Task goal: Starting at the line below that contains "impl Tool for", print each line through the end of the records exactly as it appears.

Saved entries

pub mod agent;
pub mod analysis;
pub mod cli;
pub mod config;
pub mod error;
pub mod llm;
pub mod report;
pub mod search;
pub mod types;
pub mod workflow;

// Re-export commonly used types
pub use config::Config;
pub use error::TrendError;
pub use workflow::{AnalysisOutcome, analyze_fashion_trend, launch};
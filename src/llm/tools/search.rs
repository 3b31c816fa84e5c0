//! 直接检索工具 - 将单个查询原样交给搜索网关

use async_trait::async_trait;
use std::sync::Arc;

use crate::agent::{Tool, ToolArgs};
use crate::error::ToolError;
use crate::search::SearchGateway;

pub const WEB_SEARCH_NAME: &str = "search_instagram";
pub const WEB_SEARCH_DESCRIPTION: &str = "Search for general information on any topic";

pub const WIKIPEDIA_NAME: &str = "wikipedia";
pub const WIKIPEDIA_DESCRIPTION: &str = "A wrapper around Wikipedia. Useful for when you need to answer general questions about people, places, companies, facts, historical events, or other subjects. Input should be a search query.";

pub struct AgentToolSearch {
    name: &'static str,
    description: &'static str,
    gateway: Arc<dyn SearchGateway>,
}

impl AgentToolSearch {
    pub fn web(gateway: Arc<dyn SearchGateway>) -> Self {
        Self {
            name: WEB_SEARCH_NAME,
            description: WEB_SEARCH_DESCRIPTION,
            gateway,
        }
    }

    pub fn wikipedia(gateway: Arc<dyn SearchGateway>) -> Self {
        Self {
            name: WIKIPEDIA_NAME,
            description: WIKIPEDIA_DESCRIPTION,
            gateway,
        }
    }
}

#[async_trait]
impl Tool for AgentToolSearch {
    fn name(&self) -> &str {
        self.name
    }

    fn description(&self) -> &str {
        self.description
    }

    async fn call(&self, args: ToolArgs) -> Result<String, ToolError> {
        Ok(self.gateway.search(&args.input).await?)
    }
}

Result of this exercise:
impl Tool for AgentToolSearch {
    fn name(&self) -> &str {
        self.name
    }

    fn description(&self) -> &str {
        self.description
    }

    async fn call(&self, args: ToolArgs) -> Result<String, ToolError> {
        Ok(self.gateway.search(&args.input).await?)
    }
}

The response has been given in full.